Procedural Statement - effective date: 07/01/17
These procedures set forth University requirements for recognizing gifts/charitable contributions in the form of cash, including checks, credit cards, or other forms of currency. They cover gift characteristics and gift determination (defining qualities of gifts/charitable contributions) and gift recognition basis (fund accounting policies).
For specific gift handling (including deposit of gift monies), see the Accounting Handbook procedures on Gift/Charitable Contribution Processing.
Indirect benefits such as tax advantages, business, or personal goodwill derived from close association with the University do not negate gift intent.
Payment to support a CU institute, center, or program may be processed as a gift even if it includes one or more of the following benefits:
- The opportunity to attend meetings to provide advice to the institute, center, or program.
- The opportunity to interact with students.
- The opportunity to receive periodic materials that update the donor about the activities of the respective center, institute, or program.
- The opportunity to attend presentations or award luncheons/dinners.

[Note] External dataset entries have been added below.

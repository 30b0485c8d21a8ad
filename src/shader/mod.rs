pub mod interface;
pub mod uniform;
#[cfg(test)]
mod tests;

pub use interface::ShaderInterface;
pub use uniform::GlobalUbo;

use std::borrow::Cow;

use anyhow::{anyhow, Result};
use glam::{Mat4, Vec4};

use crate::model::{VertexInput, VertexStreams};

/// GLSL 460 source of the simple raster vertex shader.
pub const SIMPLE_RASTER_VERT: &str = include_str!("../../shaders/simple_raster.vert");

/// Entry point name of every stage compiled from GLSL.
pub const ENTRY_POINT: &str = "main";

/// Color written by every invocation.
pub const OUTPUT_COLOR: Vec4 = Vec4::ONE;

/// Module descriptor that hands the GLSL source to wgpu's GLSL front end.
pub fn shader_module_descriptor() -> wgpu::ShaderModuleDescriptor<'static> {
    wgpu::ShaderModuleDescriptor {
        label: Some("Simple Raster Vertex Shader"),
        source: wgpu::ShaderSource::Glsl {
            shader: Cow::Borrowed(SIMPLE_RASTER_VERT),
            stage: naga::ShaderStage::Vertex,
            defines: Default::default(),
        },
    }
}

/// A vertex stage evaluated on the CPU, one call per invocation.
pub trait VertexShader {
    type Output;

    fn exec(&self, input: &VertexInput) -> Self::Output;
}

/// What one invocation hands to the rasterizer.
#[derive(Debug, Copy, Clone, PartialEq)]
pub struct VertexOutput {
    /// Homogeneous clip-space position (`gl_Position`).
    pub clip_position: Vec4,
    /// Color at output location 0.
    pub color: Vec4,
}

/// CPU evaluation of `simple_raster.vert`.
#[derive(Debug, Clone)]
pub struct SimpleRasterShader {
    projection: Mat4,
    view: Mat4,
    clip_from_object: Mat4,
}

impl SimpleRasterShader {
    pub fn new(ubo: &GlobalUbo) -> Self {
        let projection = ubo.projection();
        let view = ubo.view();
        Self {
            projection,
            view,
            // Same association as `projection * view * vec4(p, 1.0)` in the source.
            clip_from_object: projection * view,
        }
    }

    pub fn projection(&self) -> Mat4 {
        self.projection
    }

    pub fn view(&self) -> Mat4 {
        self.view
    }

    /// Runs one invocation per vertex, in stream order.
    pub fn run(&self, streams: &VertexStreams) -> Vec<VertexOutput> {
        streams.iter().map(|input| self.exec(&input)).collect()
    }

    /// Runs one invocation per index, the way an indexed draw fetches vertices.
    pub fn run_indexed(&self, streams: &VertexStreams, indices: &[u32]) -> Result<Vec<VertexOutput>> {
        indices
            .iter()
            .map(|&index| {
                streams
                    .fetch(index as usize)
                    .map(|input| self.exec(&input))
                    .ok_or_else(|| {
                        anyhow!(
                            "Index {} out of range for {} vertices",
                            index,
                            streams.len()
                        )
                    })
            })
            .collect()
    }
}

impl From<GlobalUbo> for SimpleRasterShader {
    fn from(ubo: GlobalUbo) -> Self {
        Self::new(&ubo)
    }
}

impl VertexShader for SimpleRasterShader {
    type Output = VertexOutput;

    fn exec(&self, input: &VertexInput) -> VertexOutput {
        VertexOutput {
            clip_position: self.clip_from_object * input.position.extend(1.0),
            color: OUTPUT_COLOR,
        }
    }
}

For questions about the tax deductibility of gifts with indirect benefits, contact the Director of Tax in the Office of University Controller.
Non-Gift Revenue Payments
An organizational unit may attach a gift component to a non-gift revenue payment. For example, a $150 ticket to attend a fundraising event may include a gift component. In these instances, the ticket price must be split between the non-deductible amount (fair market value of the event, e.g., $80 for a seated dinner with entertainment) and the deductible amount (amount above the FMV, in this case, $70).

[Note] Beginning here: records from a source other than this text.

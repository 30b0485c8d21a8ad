use glam::Mat4;

/// Descriptor set (wgpu bind group) index of the global uniform block.
pub const GLOBAL_UBO_SET: u32 = 0;
/// Binding index of the global uniform block within its set.
pub const GLOBAL_UBO_BINDING: u32 = 0;
/// Block name of the global uniform block in the shader source.
pub const GLOBAL_UBO_NAME: &str = "GlobalUbo";

/// Per-draw uniform block read by every vertex invocation.
///
/// Laid out as the std140 block `GlobalUbo { mat4 projection; mat4 view; }`:
/// two column-major matrices, `view` starting at byte 64.
#[repr(C)]
#[derive(Debug, Copy, Clone, PartialEq, bytemuck::Pod, bytemuck::Zeroable)]
pub struct GlobalUbo {
    pub projection: [[f32; 4]; 4],
    pub view: [[f32; 4]; 4],
}

impl GlobalUbo {
    /// Member names and byte offsets, in declaration order.
    pub const MEMBERS: [(&'static str, u32); 2] = [
        ("projection", 0),
        ("view", 64),
    ];

    pub fn new(projection: Mat4, view: Mat4) -> Self {
        Self {
            projection: projection.to_cols_array_2d(),
            view: view.to_cols_array_2d(),
        }
    }

    pub fn projection(&self) -> Mat4 {
        Mat4::from_cols_array_2d(&self.projection)
    }

    pub fn view(&self) -> Mat4 {
        Mat4::from_cols_array_2d(&self.view)
    }

    pub fn as_bytes(&self) -> &[u8] {
        bytemuck::bytes_of(self)
    }

    pub fn size() -> wgpu::BufferAddress {
        std::mem::size_of::<Self>() as wgpu::BufferAddress
    }

    /// Layout entry for the block at `GLOBAL_UBO_BINDING`, visible to the vertex stage.
    pub fn layout_entry() -> wgpu::BindGroupLayoutEntry {
        wgpu::BindGroupLayoutEntry {
            binding: GLOBAL_UBO_BINDING,
            visibility: wgpu::ShaderStages::VERTEX,
            ty: wgpu::BindingType::Buffer {
                ty: wgpu::BufferBindingType::Uniform,
                has_dynamic_offset: false,
                min_binding_size: wgpu::BufferSize::new(Self::size()),
            },
            count: None,
        }
    }
}

impl Default for GlobalUbo {
    fn default() -> Self {
        Self::new(Mat4::IDENTITY, Mat4::IDENTITY)
    }
}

For questions about the tax deductibility of gifts with non-gift portions, contact the Fundraising Events & Gift Compliance Specialist in the Office of University Controller.

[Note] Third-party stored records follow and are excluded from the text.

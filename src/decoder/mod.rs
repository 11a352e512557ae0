// src/decoder/mod.rs

pub mod dsp;
pub mod output;
pub mod resample;

use anyhow::{Context, anyhow};
use ringbuf::traits::Producer as RbProducer;
use std::fs::File;
use std::path::PathBuf;
use std::sync::Arc;
use std::sync::atomic::Ordering;
use std::sync::mpsc::{Receiver, RecvTimeoutError, Sender, TryRecvError, channel};
use std::thread::{self, JoinHandle};
use std::time::Duration;
use symphonia::core::audio::SampleBuffer;
use symphonia::core::codecs::DecoderOptions;
use symphonia::core::errors::Error as SymphoniaError;
use symphonia::core::formats::{FormatOptions, FormatReader, SeekMode, SeekTo};
use symphonia::core::io::MediaSourceStream;
use symphonia::core::meta::MetadataOptions;
use symphonia::core::units::Time;
use symphonia::default::{get_codecs, get_probe};

use crate::player::PlayerShared;
use output::SeekFade;
use resample::ResampleStage;

/// Commands the decode thread accepts while running.
pub enum DecoderCmd {
    Seek(Duration),
}

/// Decode thread for one engine binding: probes the source, reports
/// readiness, then keeps the ring buffer fed at the device rate.
pub struct Decoder<P>
where
    P: RbProducer<Item = f32> + Send + 'static,
{
    path: PathBuf,
    producer: P,
    shared: Arc<PlayerShared>,
    cmd_rx: Receiver<DecoderCmd>,
    fade: SeekFade,
}

impl<P> Decoder<P>
where
    P: RbProducer<Item = f32> + Send + 'static,
{
    fn run(mut self) -> Result<(), anyhow::Error> {
        let file = File::open(&self.path).with_context(|| format!("opening {:?}", self.path))?;
        let mss = MediaSourceStream::new(Box::new(file), Default::default());
        let probed = get_probe().format(
            &Default::default(),
            mss,
            &FormatOptions::default(),
            &MetadataOptions::default(),
        )?;
        let mut format = probed.format;

        let track = format
            .default_track()
            .ok_or_else(|| anyhow!("no default audio track"))?;
        let track_id = track.id;
        let source_rate = track
            .codec_params
            .sample_rate
            .ok_or_else(|| anyhow!("missing sample rate"))?;
        let total = Duration::from_secs_f64(
            track.codec_params.n_frames.unwrap_or(0) as f64 / source_rate as f64,
        );
        let mut codec = get_codecs().make(&track.codec_params, &DecoderOptions::default())?;

        // The binding counts as ready once a finite duration is known.
        self.shared.set_ready(total);

        let out_ch = self.shared.output_channels;
        let mut stage = ResampleStage::new(source_rate, self.shared.output_sample_rate, out_ch)?;
        let mut sample_buf: Option<SampleBuffer<f32>> = None;

        loop {
            loop {
                match self.cmd_rx.try_recv() {
                    Ok(DecoderCmd::Seek(target)) => {
                        self.apply_seek(&mut format, track_id, total, &mut stage, &mut sample_buf, target)
                    }
                    Err(TryRecvError::Empty) => break,
                    Err(TryRecvError::Disconnected) => return Ok(()),
                }
            }
            if !self.shared.alive.load(Ordering::Relaxed) {
                return Ok(());
            }

            let packet = match format.next_packet() {
                Ok(p) => p,
                Err(_) => {
                    // End of stream: flush the resampler tail, mark the
                    // source exhausted, then wait — the user may seek back
                    // after the track finishes.
                    let tail = stage.finish();
                    if !output::push_faded(&mut self.producer, &tail, &mut self.fade, &self.shared.alive) {
                        return Ok(());
                    }
                    self.shared.decode_done.store(true, Ordering::Relaxed);
                    match self.wait_for_seek() {
                        Some(target) => {
                            self.apply_seek(&mut format, track_id, total, &mut stage, &mut sample_buf, target);
                            continue;
                        }
                        None => return Ok(()),
                    }
                }
            };

            if packet.track_id() != track_id {
                continue;
            }

            match codec.decode(&packet) {
                Ok(decoded) => {
                    let decoded_ch = decoded.spec().channels.count();
                    if sample_buf.is_none() {
                        sample_buf = Some(SampleBuffer::<f32>::new(
                            decoded.capacity() as u64,
                            *decoded.spec(),
                        ));
                    }
                    let Some(buf) = sample_buf.as_mut() else { continue };
                    buf.copy_interleaved_ref(decoded);

                    let remixed: Vec<f32>;
                    let samples: &[f32] = if decoded_ch == out_ch {
                        buf.samples()
                    } else {
                        remixed = dsp::remix_channels(buf.samples(), decoded_ch, out_ch);
                        &remixed
                    };

                    let block = stage.push(samples);
                    if !output::push_faded(&mut self.producer, &block, &mut self.fade, &self.shared.alive) {
                        return Ok(());
                    }
                }
                Err(SymphoniaError::IoError(_)) | Err(SymphoniaError::DecodeError(_)) => continue,
                Err(e) => {
                    // Fatal decode error: let the transport see the track end.
                    self.shared.decode_done.store(true, Ordering::Relaxed);
                    return Err(e.into());
                }
            }

            if !self.shared.playing.load(Ordering::Relaxed) {
                thread::sleep(Duration::from_millis(10));
            }
        }
    }

    fn apply_seek(
        &mut self,
        format: &mut Box<dyn FormatReader>,
        track_id: u32,
        total: Duration,
        stage: &mut ResampleStage,
        sample_buf: &mut Option<SampleBuffer<f32>>,
        target: Duration,
    ) {
        // A synchronized seek can land past the end of a shorter source;
        // clamp so the demuxer does not reject it.
        let target = if total > Duration::ZERO { target.min(total) } else { target };
        let time = Time::new(target.as_secs(), target.subsec_nanos() as f64 / 1_000_000_000.0);
        match format.seek(SeekMode::Accurate, SeekTo::Time { time, track_id: Some(track_id) }) {
            Ok(_) => {
                *sample_buf = None;
                stage.reset();
                self.shared.decode_done.store(false, Ordering::Relaxed);
                self.fade.start(
                    dsp::fade_samples(self.shared.output_sample_rate, 10) * self.shared.output_channels,
                );
            }
            Err(e) => log::warn!("seek to {target:?} failed for {:?}: {e}", self.path),
        }
    }

    /// Parked at end of stream: returns the next seek target, or None when
    /// the binding goes away.
    fn wait_for_seek(&self) -> Option<Duration> {
        loop {
            match self.cmd_rx.recv_timeout(Duration::from_millis(100)) {
                Ok(DecoderCmd::Seek(target)) => return Some(target),
                Err(RecvTimeoutError::Timeout) => {
                    if !self.shared.alive.load(Ordering::Relaxed) {
                        return None;
                    }
                }
                Err(RecvTimeoutError::Disconnected) => return None,
            }
        }
    }
}

/// Spawn the decode thread for one binding. Readiness, duration and
/// end-of-stream travel back through `shared`; seeks go through the
/// returned channel.
pub fn spawn_decoder<P>(
    path: PathBuf,
    producer: P,
    shared: Arc<PlayerShared>,
) -> (JoinHandle<()>, Sender<DecoderCmd>)
where
    P: RbProducer<Item = f32> + Send + 'static,
{
    let (tx, rx) = channel();
    let decoder = Decoder {
        path,
        producer,
        shared,
        cmd_rx: rx,
        fade: SeekFade::default(),
    };
    let handle = thread::spawn(move || {
        if let Err(e) = decoder.run() {
            log::error!("decode thread error: {e:#}");
        }
    });
    (handle, tx)
}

When the cash is received, all gift revenues must be classified as Non Operating Revenues, unless the gifts are restricted for capital assets (land, buildings, building improvements, equipment, and library and other collections), which must be classified as capital revenues. For advice on how to classify gift revenues as capital revenues, contact the appropriate campus controller.
Accruals, receivables, or unearned revenues are not common for gifts and should be approved by the appropriate campus controller.
Questions about these procedures should be directed to the appropriate campus controller, who will consult with the Associate Vice President & University Controller, as appropriate.
For non-cash gifts (gifts of goods or services), see the Accounting Handbook procedures on Gifts-in-Kind.
Unless approved by the Associate Vice President & University Controller, there are no other exceptions to this procedural statement. Requests for approval of exceptions must be submitted through the campus controller's office.